In general, my recommended import path is to start with 10x-compatible fragment files, then use open_fragments_10x()
and write_fragments_dir()
to import sample-by-sample (which you can do in parallel with parallel::mclapply). Then, use do.call(c, fragment_object_list)
, optionally followed by another write_fragments_dir()
. It's a bit faster to read directly from a single file rather than merging multiple samples on-the-fly, which is why writing the merged fragments object to disk is often worthwhile. Either way all the same downstream operations are supported.
You can also use GRanges or data frame objects to construct fragments on a sample-by-sample basis, substituting convert_to_fragments()
instead of open_fragments_10x()
. Eventually, BPCells will likely have direct import support from ArchR projects, but that's a few months out from being written (unless you're interested in making a contribution sooner)

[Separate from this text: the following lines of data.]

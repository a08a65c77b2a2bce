//! Engine configuration

use serde::{Deserialize, Serialize};

/// Clone engine configuration
#[derive(Debug, Clone, PartialEq, Eq, Serialize, Deserialize)]
#[serde(default)]
pub struct EngineConfig {
    /// Maximum nesting of strategy executions in one clone call
    ///
    /// `None` leaves recursion bounded only by the graph (and the stack).
    pub max_depth: Option<usize>,

    /// Reject values whose runtime type is not assignable to the declared type
    pub verify_assignability: bool,
}

impl EngineConfig {
    /// Create default configuration
    #[inline]
    #[must_use]
    pub fn new() -> Self {
        Self::default()
    }

    /// With recursion limit
    #[inline]
    #[must_use]
    pub fn with_max_depth(mut self, max_depth: usize) -> Self {
        self.max_depth = Some(max_depth);
        self
    }

    /// With assignability verification on or off
    #[inline]
    #[must_use]
    pub fn with_verify_assignability(mut self, verify: bool) -> Self {
        self.verify_assignability = verify;
        self
    }
}

impl Default for EngineConfig {
    fn default() -> Self {
        Self {
            max_depth: None,
            verify_assignability: true,
        }
    }
}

I did recently do a merge on a 500k cell dataset where the memory usage spiked at ~18GB. I consider this a bug and in general the memory usage should stay more in the 2-3GB range, but just letting you know in case it occurs on your end. Doing the merge in a few separate rounds of merge + save might circumvent this issue.
-Ben
Closing this for now, but feel free to reply/re-open the issue if you have further questions in this area
Hi @bnprks,
I am excited to try BPCells on my current ATACseq project but I am having issues migrating my data from ArchR.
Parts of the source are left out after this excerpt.